When I was around twelve or thirteen my dad gave me an old homemade guitar that had been kicking around his sister’s basement. It had the name “Kay” appliqued to the headstock so I always referred to it as such. Later, some “experts” mistakenly insisted that it was an actual Kay … a mail order catalogue type guitar. Idiots.

In any case, the rest is history!

What were your first bands, first concerts in which you participated, do you have anectodes?

My first band was MANTA, up on the Big Bend of the Columbia River in British Columbia. I was thirteen and the youngest. We would have to get permission to play at bars and dances because of my age. We used to rehearse in the basement and I’d hook up all of our amps and PA to make a monster guitar rig. My parents were very tolerant.
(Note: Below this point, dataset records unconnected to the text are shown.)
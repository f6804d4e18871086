// ABOUTME: Catalog source definitions and loaders for source lists supplied as JSON.
// ABOUTME: Includes the transient ListingPage and the embedded built-in storefront list.

use std::path::Path;

use serde::{Deserialize, Serialize};

use crate::normalize::PriceFormat;
use crate::pagination::page_url;

/// Embedded JSON containing the default storefront list.
const BUILTIN_SOURCES_JSON: &str = include_str!("../data/sources.json");

fn default_active() -> bool {
    true
}

/// One external storefront to crawl. Never mutated by the crawler.
#[derive(Debug, Clone, PartialEq, Serialize, Deserialize)]
pub struct CatalogSource {
    pub id: u64,
    pub name: String,
    #[serde(alias = "url")]
    pub base_url: String,
    #[serde(default)]
    pub domain: String,
    #[serde(default = "default_active")]
    pub active: bool,
    /// Currency code override for this source.
    #[serde(default, skip_serializing_if = "Option::is_none")]
    pub currency: Option<String>,
    /// Price separator convention override for this source.
    #[serde(default, skip_serializing_if = "Option::is_none")]
    pub price_format: Option<PriceFormat>,
}

impl CatalogSource {
    /// Creates an active source, deriving the domain from the base URL.
    pub fn new(id: u64, name: impl Into<String>, base_url: impl Into<String>) -> Self {
        let base_url = base_url.into();
        let domain = domain_of(&base_url).unwrap_or_default();
        Self {
            id,
            name: name.into(),
            base_url,
            domain,
            active: true,
            currency: None,
            price_format: None,
        }
    }

    /// Sets the active flag.
    pub fn with_active(mut self, active: bool) -> Self {
        self.active = active;
        self
    }
}

/// Host of `url` without a leading `www.`.
pub fn domain_of(url: &str) -> Option<String> {
    let parsed = url::Url::parse(url).ok()?;
    let host = parsed.host_str()?.to_lowercase();
    Some(host.strip_prefix("www.").map(str::to_string).unwrap_or(host))
}

/// One page of a source's listing; exists only while that page is processed.
#[derive(Debug, Clone, PartialEq)]
pub struct ListingPage<'a> {
    pub source: &'a CatalogSource,
    /// 1-based page number.
    pub number: u32,
    pub url: String,
}

impl<'a> ListingPage<'a> {
    pub fn new(source: &'a CatalogSource, number: u32) -> Self {
        Self {
            source,
            number,
            url: page_url(&source.base_url, number),
        }
    }
}

/// Parses a JSON array of sources, filling in missing domains.
pub fn load_sources_from_str(json: &str) -> Result<Vec<CatalogSource>, serde_json::Error> {
    let mut sources: Vec<CatalogSource> = serde_json::from_str(json)?;
    for source in &mut sources {
        if source.domain.is_empty() {
            source.domain = domain_of(&source.base_url).unwrap_or_default();
        }
    }
    Ok(sources)
}

/// Reads and parses a JSON source list from disk.
pub fn load_sources_from_path(path: impl AsRef<Path>) -> anyhow::Result<Vec<CatalogSource>> {
    let path = path.as_ref();
    let json = std::fs::read_to_string(path)
        .map_err(|e| anyhow::anyhow!("failed to read {}: {}", path.display(), e))?;
    load_sources_from_str(&json)
        .map_err(|e| anyhow::anyhow!("invalid source list {}: {}", path.display(), e))
}

/// Loads the embedded built-in source list.
///
/// # Panics
///
/// Panics if the embedded JSON is malformed.
pub fn load_builtin_sources() -> Vec<CatalogSource> {
    load_sources_from_str(BUILTIN_SOURCES_JSON).expect("failed to parse builtin sources")
}

#[cfg(test)]
mod tests {
    use super::*;
    use pretty_assertions::assert_eq;

    #[test]
    fn builtin_sources_load() {
        let sources = load_builtin_sources();
        assert_eq!(sources.len(), 8);
        assert!(sources.iter().all(|s| s.active));
        assert_eq!(sources[0].name, "Shiva Home");
        assert_eq!(sources[0].domain, "shivahome.com.ar");
    }

    #[test]
    fn registry_json_with_url_alias() {
        let json = r#"[
            {"id": 4, "name": "Vienna Hogar", "url": "https://viennahogar.com.ar/", "active": false},
            {"id": 9, "name": "Custom", "base_url": "https://www.custom.com/tienda",
             "currency": "USD", "price_format": {"thousands": ",", "decimal": "."}}
        ]"#;
        let sources = load_sources_from_str(json).unwrap();
        assert_eq!(sources[0].base_url, "https://viennahogar.com.ar/");
        assert_eq!(sources[0].domain, "viennahogar.com.ar");
        assert!(!sources[0].active);
        assert!(sources[1].active);
        assert_eq!(sources[1].domain, "custom.com");
        assert_eq!(sources[1].currency.as_deref(), Some("USD"));
        assert_eq!(
            sources[1].price_format,
            Some(PriceFormat {
                thousands: ',',
                decimal: '.'
            })
        );
    }

    #[test]
    fn listing_page_url() {
        let source = CatalogSource::new(1, "Duvet", "https://www.duvet.com.ar/");
        assert_eq!(ListingPage::new(&source, 1).url, "https://www.duvet.com.ar/");
        assert_eq!(
            ListingPage::new(&source, 2).url,
            "https://www.duvet.com.ar/?page=2"
        );
    }

    #[test]
    fn missing_file_is_an_error() {
        assert!(load_sources_from_path("/nonexistent/sources.json").is_err());
    }
}
// ABOUTME: Page fetching: the PageFetcher/FetchSession seam and the reqwest-backed HttpFetcher.
// ABOUTME: Handles URL validation, private-network blocking, size limits, status checks and charset decoding.

use std::collections::HashMap;
use std::net::IpAddr;
use std::time::Duration;

use async_trait::async_trait;
use ipnet::IpNet;
use once_cell::sync::Lazy;
use tracing::debug;
use url::Url;

use crate::error::CrawlError;

/// Maximum allowed body size (10 MB).
pub const MAX_CONTENT_LENGTH: usize = 10 * 1024 * 1024;

/// Accept header sent for listing pages; only the document itself is wanted.
pub const HTML_ACCEPT: &str = "text/html,application/xhtml+xml;q=0.9,*/*;q=0.5";

/// Kinds of sub-resources a page may pull in.
#[derive(Debug, Clone, Copy, PartialEq, Eq, Hash)]
pub enum ResourceKind {
    Script,
    Image,
    Stylesheet,
    Font,
    Media,
}

/// Which sub-resources a fetcher may skip while loading a page.
#[derive(Debug, Clone, PartialEq, Eq)]
pub struct ResourcePolicy {
    pub skip: Vec<ResourceKind>,
}

impl Default for ResourcePolicy {
    fn default() -> Self {
        Self {
            skip: vec![
                ResourceKind::Image,
                ResourceKind::Stylesheet,
                ResourceKind::Font,
            ],
        }
    }
}

impl ResourcePolicy {
    /// A policy that loads everything.
    pub fn load_all() -> Self {
        Self { skip: Vec::new() }
    }

    pub fn allows(&self, kind: ResourceKind) -> bool {
        !self.skip.contains(&kind)
    }
}

/// A fetched listing page.
#[derive(Debug, Clone)]
pub struct FetchedPage {
    pub status: u16,
    pub url: String,
    pub final_url: String,
    pub content_type: Option<String>,
    pub html: String,
}

/// Source of fetch sessions. One session is opened per source crawl.
#[async_trait]
pub trait PageFetcher: Send + Sync {
    async fn open_session(&self) -> Result<Box<dyn FetchSession>, CrawlError>;
}

/// A live fetch resource. `close` must be called once the crawl is done with it.
#[async_trait]
pub trait FetchSession: Send {
    /// Fetches `url`. Non-2xx responses, transport failures and timeouts are errors.
    async fn fetch(
        &mut self,
        url: &str,
        timeout: Duration,
        policy: &ResourcePolicy,
    ) -> Result<FetchedPage, CrawlError>;

    /// Releases the session. Fetching afterwards fails.
    async fn close(&mut self);
}

/// Settings for [`HttpFetcher`].
#[derive(Debug, Clone)]
pub struct HttpFetcherOptions {
    pub user_agent: String,
    pub headers: HashMap<String, String>,
    pub allow_private_networks: bool,
    /// Shared client to use instead of building one per session.
    pub http_client: Option<reqwest::Client>,
}

impl Default for HttpFetcherOptions {
    fn default() -> Self {
        Self {
            user_agent: crate::options::DEFAULT_USER_AGENT.to_string(),
            headers: HashMap::new(),
            allow_private_networks: false,
            http_client: None,
        }
    }
}

/// Plain HTTP fetcher.
///
/// No sub-resources are ever requested, so every [`ResourcePolicy`] is
/// satisfied; only the HTML document is downloaded.
#[derive(Debug, Clone, Default)]
pub struct HttpFetcher {
    opts: HttpFetcherOptions,
}

impl HttpFetcher {
    pub fn new(opts: HttpFetcherOptions) -> Self {
        Self { opts }
    }
}

#[async_trait]
impl PageFetcher for HttpFetcher {
    async fn open_session(&self) -> Result<Box<dyn FetchSession>, CrawlError> {
        let client = match &self.opts.http_client {
            Some(client) => client.clone(),
            None => reqwest::Client::builder()
                .user_agent(&self.opts.user_agent)
                .cookie_store(true)
                .gzip(true)
                .brotli(true)
                .deflate(true)
                .build()
                .map_err(|e| {
                    CrawlError::fetch("", "OpenSession", Some(anyhow::anyhow!("failed to build HTTP client: {}", e)))
                })?,
        };
        Ok(Box::new(HttpSession {
            client: Some(client),
            headers: self.opts.headers.clone(),
            allow_private_networks: self.opts.allow_private_networks,
        }))
    }
}

/// One HTTP client with its own cookie store.
pub struct HttpSession {
    client: Option<reqwest::Client>,
    headers: HashMap<String, String>,
    allow_private_networks: bool,
}

#[async_trait]
impl FetchSession for HttpSession {
    async fn fetch(
        &mut self,
        url: &str,
        timeout: Duration,
        _policy: &ResourcePolicy,
    ) -> Result<FetchedPage, CrawlError> {
        let client = self
            .client
            .as_ref()
            .ok_or_else(|| CrawlError::fetch(url, "Fetch", Some(anyhow::anyhow!("session closed"))))?;
        fetch(client, url, timeout, &self.headers, self.allow_private_networks).await
    }

    async fn close(&mut self) {
        self.client = None;
    }
}

static PRIVATE_NETS: Lazy<Vec<IpNet>> = Lazy::new(|| {
    [
        "10.0.0.0/8",
        "172.16.0.0/12",
        "192.168.0.0/16",
        "127.0.0.0/8",
        "169.254.0.0/16",
        "::1/128",
        "fc00::/7",
        "fe80::/10",
    ]
    .iter()
    .filter_map(|n| n.parse().ok())
    .collect()
});

/// Check if an IP address is in a private/reserved range.
pub(crate) fn is_private_ip(addr: &IpAddr) -> bool {
    PRIVATE_NETS.iter().any(|net| net.contains(addr))
}

/// Rejects hosts that are, or resolve to, private addresses.
async fn ensure_public_host(target: &Url, url: &str) -> Result<(), CrawlError> {
    let Some(host) = target.host_str() else {
        return Ok(());
    };
    let host = host.trim_start_matches('[').trim_end_matches(']');
    if let Ok(ip) = host.parse::<IpAddr>() {
        if is_private_ip(&ip) {
            return Err(CrawlError::ssrf(
                url,
                "Fetch",
                Some(anyhow::anyhow!("private IP addresses are not allowed")),
            ));
        }
        return Ok(());
    }

    let port = target.port_or_known_default().unwrap_or(80);
    let addrs = tokio::net::lookup_host((host, port)).await.map_err(|e| {
        CrawlError::fetch(url, "Fetch", Some(anyhow::anyhow!("DNS lookup failed: {}", e)))
    })?;
    for addr in addrs {
        if is_private_ip(&addr.ip()) {
            return Err(CrawlError::ssrf(
                url,
                "Fetch",
                Some(anyhow::anyhow!("{} resolves to a private address", host)),
            ));
        }
    }
    Ok(())
}

/// Decode body bytes using the Content-Type charset, falling back to detection.
fn decode_body(body: &[u8], content_type: Option<&str>) -> String {
    if let Some(encoding) = content_type
        .and_then(extract_charset)
        .and_then(|charset| encoding_rs::Encoding::for_label(charset.as_bytes()))
    {
        let (decoded, _, _) = encoding.decode(body);
        return decoded.into_owned();
    }

    let mut detector = chardetng::EncodingDetector::new();
    detector.feed(body, true);
    let encoding = detector.guess(None, true);
    let (decoded, _, _) = encoding.decode(body);
    decoded.into_owned()
}

/// Extract the charset value from a Content-Type header.
fn extract_charset(content_type: &str) -> Option<String> {
    content_type
        .to_lowercase()
        .split(';')
        .find_map(|part| {
            part.trim()
                .strip_prefix("charset=")
                .map(|c| c.trim_matches('"').trim_matches('\'').to_string())
        })
}

/// Fetch one page with a plain GET.
pub async fn fetch(
    client: &reqwest::Client,
    url: &str,
    timeout: Duration,
    headers: &HashMap<String, String>,
    allow_private_networks: bool,
) -> Result<FetchedPage, CrawlError> {
    if url.is_empty() {
        return Err(CrawlError::invalid_url(url, "Fetch", None));
    }
    let parsed = Url::parse(url).map_err(|e| {
        CrawlError::invalid_url(url, "Fetch", Some(anyhow::anyhow!("invalid URL: {}", e)))
    })?;
    if parsed.scheme() != "http" && parsed.scheme() != "https" {
        return Err(CrawlError::invalid_url(
            url,
            "Fetch",
            Some(anyhow::anyhow!("scheme must be http or https")),
        ));
    }
    if !allow_private_networks {
        ensure_public_host(&parsed, url).await?;
    }

    let mut request = client
        .get(url)
        .timeout(timeout)
        .header(reqwest::header::ACCEPT, HTML_ACCEPT);
    for (key, value) in headers {
        request = request.header(key, value);
    }

    let response = request.send().await.map_err(|e| {
        if e.is_timeout() {
            CrawlError::timeout(url, "Fetch", Some(anyhow::anyhow!("request timed out after {:?}", timeout)))
        } else {
            CrawlError::fetch(url, "Fetch", Some(anyhow::anyhow!("request failed: {}", e)))
        }
    })?;

    if !allow_private_networks {
        ensure_public_host(response.url(), url).await?;
    }

    if let Some(len) = response.content_length() {
        if len as usize > MAX_CONTENT_LENGTH {
            return Err(CrawlError::fetch(url, "Fetch", Some(anyhow::anyhow!("content too large"))));
        }
    }

    let status = response.status().as_u16();
    let final_url = response.url().to_string();
    let content_type = response
        .headers()
        .get(reqwest::header::CONTENT_TYPE)
        .and_then(|v| v.to_str().ok())
        .map(|s| s.to_lowercase());

    if !(200..300).contains(&status) {
        return Err(CrawlError::http_status(url, "Fetch", status));
    }

    let body = response.bytes().await.map_err(|e| {
        if e.is_timeout() {
            CrawlError::timeout(url, "Fetch", Some(anyhow::anyhow!("body read timed out")))
        } else {
            CrawlError::fetch(url, "Fetch", Some(anyhow::anyhow!("failed to read body: {}", e)))
        }
    })?;
    if body.len() > MAX_CONTENT_LENGTH {
        return Err(CrawlError::fetch(url, "Fetch", Some(anyhow::anyhow!("content too large"))));
    }

    debug!(url, status, bytes = body.len(), "fetched page");
    Ok(FetchedPage {
        status,
        url: url.to_string(),
        final_url,
        html: decode_body(&body, content_type.as_deref()),
        content_type,
    })
}

#[cfg(test)]
mod tests {
    use super::*;
    use httpmock::prelude::*;

    fn open_options() -> HttpFetcherOptions {
        HttpFetcherOptions {
            allow_private_networks: true,
            ..Default::default()
        }
    }

    #[tokio::test]
    async fn session_fetches_html() {
        let server = MockServer::start();
        let mock = server.mock(|when, then| {
            when.method(GET).path("/").header("accept", HTML_ACCEPT);
            then.status(200)
                .header("content-type", "text/html; charset=utf-8")
                .body("<html><body>hola</body></html>");
        });

        let fetcher = HttpFetcher::new(open_options());
        let mut session = fetcher.open_session().await.unwrap();
        let page = session
            .fetch(&server.url("/"), Duration::from_secs(5), &ResourcePolicy::default())
            .await
            .expect("fetch should succeed");
        session.close().await;
        mock.assert();

        assert_eq!(page.status, 200);
        assert!(page.html.contains("hola"));
        assert_eq!(page.content_type.as_deref(), Some("text/html; charset=utf-8"));
    }

    #[tokio::test]
    async fn non_2xx_is_a_fetch_error_with_status() {
        let server = MockServer::start();
        server.mock(|when, then| {
            when.method(GET).path("/gone");
            then.status(404).body("not found");
        });

        let fetcher = HttpFetcher::new(open_options());
        let mut session = fetcher.open_session().await.unwrap();
        let err = session
            .fetch(&server.url("/gone"), Duration::from_secs(5), &ResourcePolicy::default())
            .await
            .expect_err("404 must fail");
        assert!(err.is_fetch());
        assert_eq!(err.status(), Some(404));
    }

    #[tokio::test]
    async fn slow_response_times_out() {
        let server = MockServer::start();
        server.mock(|when, then| {
            when.method(GET).path("/slow");
            then.status(200).delay(Duration::from_millis(500)).body("late");
        });

        let fetcher = HttpFetcher::new(open_options());
        let mut session = fetcher.open_session().await.unwrap();
        let err = session
            .fetch(&server.url("/slow"), Duration::from_millis(50), &ResourcePolicy::default())
            .await
            .expect_err("must time out");
        assert!(err.is_timeout());
    }

    #[tokio::test]
    async fn closed_session_refuses_to_fetch() {
        let fetcher = HttpFetcher::new(open_options());
        let mut session = fetcher.open_session().await.unwrap();
        session.close().await;
        let err = session
            .fetch("https://store.com/", Duration::from_secs(1), &ResourcePolicy::default())
            .await
            .expect_err("closed");
        assert!(err.is_fetch());
    }

    #[tokio::test]
    async fn private_ip_blocked_by_default() {
        let fetcher = HttpFetcher::default();
        let mut session = fetcher.open_session().await.unwrap();
        let err = session
            .fetch("http://127.0.0.1:9/", Duration::from_secs(1), &ResourcePolicy::default())
            .await
            .expect_err("private address");
        assert!(err.is_ssrf());
    }

    #[tokio::test]
    async fn invalid_scheme_rejected() {
        let client = reqwest::Client::new();
        let err = fetch(&client, "ftp://store.com/", Duration::from_secs(1), &HashMap::new(), true)
            .await
            .expect_err("ftp");
        assert!(err.is_invalid_url());
    }

    #[test]
    fn private_ranges() {
        for ip in ["10.1.2.3", "172.16.0.1", "192.168.1.1", "127.0.0.1", "169.254.0.1", "::1", "fd00::1", "fe80::1"] {
            assert!(is_private_ip(&ip.parse().unwrap()), "{} should be private", ip);
        }
        for ip in ["8.8.8.8", "172.32.0.1", "2001:4860:4860::8888"] {
            assert!(!is_private_ip(&ip.parse().unwrap()), "{} should be public", ip);
        }
    }

    #[test]
    fn charset_handling() {
        assert_eq!(extract_charset("text/html; charset=\"ISO-8859-1\""), Some("iso-8859-1".to_string()));
        assert_eq!(extract_charset("text/html"), None);
        let latin1: &[u8] = &[0x4c, 0xe1, 0x6d, 0x70, 0x61, 0x72, 0x61];
        assert_eq!(decode_body(latin1, Some("text/html; charset=iso-8859-1")), "Lámpara");
    }

    #[test]
    fn default_policy_skips_heavy_resources() {
        let policy = ResourcePolicy::default();
        assert!(!policy.allows(ResourceKind::Image));
        assert!(!policy.allows(ResourceKind::Stylesheet));
        assert!(!policy.allows(ResourceKind::Font));
        assert!(policy.allows(ResourceKind::Script));
        assert!(ResourcePolicy::load_all().allows(ResourceKind::Image));
    }
}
Was your meeting with Deniz Tek (Radio Birdman) decisive in your career?

I suppose so. I inadvertently found myself in the country’s coolest band and basically never stopped.

Do you have interesting or funny anectodes during tours with Radio Birdman, New Christ, Hitmen, or more recently? Can you tell us one or two?

In the early days Radio Birdman was a family or at the very least, a gang. We were ferociously committed and dedicated to our music but just getting a chance to play was an ongoing comedy of sorts. But ultimately, there is nothing fun about Radio Birdman. In that culture you’re either a bully or a sycophant and I don’t miss it.

The Hitmen tried to break out of the Birdman mold and take that legacy out of the Sydney underground scene and into the mainstream. We worked hard breaking down those very real barriers and had a lot of fun along the way. We never achieved mainstream success because we were dedicated to being at the vanguard and record companies just didn’t know what to do with us.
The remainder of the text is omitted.